** Instructions for the task **
All lines from the entries below that contain the string "uploaded" should be copied out.

(Collected data)
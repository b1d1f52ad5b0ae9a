use serde::{Deserialize, Serialize};

/// Body returned when a prediction is queued.
#[derive(Debug, Clone, Deserialize)]
pub struct EventIdResponse {
    pub event_id: String,
}

#[derive(Debug, Clone, Serialize, Deserialize, PartialEq)]
pub struct FileMeta {
    #[serde(rename = "_type")]
    pub kind: String,
}

impl Default for FileMeta {
    fn default() -> Self {
        Self {
            kind: "gradio.FileData".to_string(),
        }
    }
}

/// A file living on the remote service, as passed to or returned from a predict call.
#[derive(Debug, Clone, Serialize, Deserialize, PartialEq)]
pub struct FileRef {
    pub path: String,
    #[serde(default, skip_serializing_if = "Option::is_none")]
    pub url: Option<String>,
    #[serde(default, skip_serializing_if = "Option::is_none")]
    pub orig_name: Option<String>,
    #[serde(default)]
    pub meta: FileMeta,
}

impl FileRef {
    pub fn uploaded(path: impl Into<String>, orig_name: impl Into<String>) -> Self {
        Self {
            path: path.into(),
            url: None,
            orig_name: Some(orig_name.into()),
            meta: FileMeta::default(),
        }
    }
}

/// One block of a server-sent event stream.
#[derive(Debug, Clone, PartialEq)]
pub struct StreamEvent {
    pub event: String,
    pub data: String,
}

/// Splits a `text/event-stream` body into events. Multi-line `data:` fields
/// are joined with newlines; blocks without an `event:` line are skipped.
pub fn parse_event_stream(body: &str) -> Vec<StreamEvent> {
    let mut events = Vec::new();
    let mut event: Option<String> = None;
    let mut data: Vec<&str> = Vec::new();

    for line in body.lines() {
        let line = line.trim_end_matches('\r');
        if line.is_empty() {
            flush_event(&mut events, &mut event, &mut data);
        } else if let Some(name) = line.strip_prefix("event:") {
            event = Some(name.trim().to_string());
        } else if let Some(value) = line.strip_prefix("data:") {
            data.push(value.strip_prefix(' ').unwrap_or(value));
        }
    }
    flush_event(&mut events, &mut event, &mut data);

    events
}

fn flush_event(events: &mut Vec<StreamEvent>, event: &mut Option<String>, data: &mut Vec<&str>) {
    if let Some(name) = event.take() {
        events.push(StreamEvent {
            event: name,
            data: data.join("\n"),
        });
    }
    data.clear();
}

#[cfg(test)]
mod tests {
    use super::*;
    use pretty_assertions::assert_eq;

    #[test]
    fn test_parse_complete_stream() {
        let body = "event: generating\ndata: null\n\nevent: complete\ndata: [\"ok\"]\n\n";
        let events = parse_event_stream(body);
        assert_eq!(
            events,
            vec![
                StreamEvent {
                    event: "generating".to_string(),
                    data: "null".to_string()
                },
                StreamEvent {
                    event: "complete".to_string(),
                    data: "[\"ok\"]".to_string()
                },
            ]
        );
    }

    #[test]
    fn test_parse_stream_without_trailing_blank_line() {
        let events = parse_event_stream("event: error\r\ndata: \"boom\"");
        assert_eq!(events.len(), 1);
        assert_eq!(events[0].event, "error");
        assert_eq!(events[0].data, "\"boom\"");
    }

    #[test]
    fn test_parse_skips_data_without_event() {
        let events = parse_event_stream("data: orphan\n\nevent: heartbeat\ndata: null\n\n");
        assert_eq!(events.len(), 1);
        assert_eq!(events[0].event, "heartbeat");
    }

    #[test]
    fn test_file_ref_wire_shape() {
        let file = FileRef::uploaded("/tmp/gradio/abc/upload.png", "upload.png");
        let value = serde_json::to_value(&file).unwrap();
        assert_eq!(
            value,
            serde_json::json!({
                "path": "/tmp/gradio/abc/upload.png",
                "orig_name": "upload.png",
                "meta": {"_type": "gradio.FileData"}
            })
        );
    }

    #[test]
    fn test_file_ref_accepts_extra_fields() {
        let file: FileRef = serde_json::from_value(serde_json::json!({
            "path": "/tmp/out.webp",
            "url": "http://remote/gradio_api/file=/tmp/out.webp",
            "size": 1024,
            "mime_type": "image/webp",
            "is_stream": false
        }))
        .unwrap();
        assert_eq!(file.path, "/tmp/out.webp");
        assert_eq!(
            file.url.as_deref(),
            Some("http://remote/gradio_api/file=/tmp/out.webp")
        );
        assert_eq!(file.meta, FileMeta::default());
    }
}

** Exercise result **
    pub fn uploaded(path: impl Into<String>, orig_name: impl Into<String>) -> Self {
        let file = FileRef::uploaded("/tmp/gradio/abc/upload.png", "upload.png");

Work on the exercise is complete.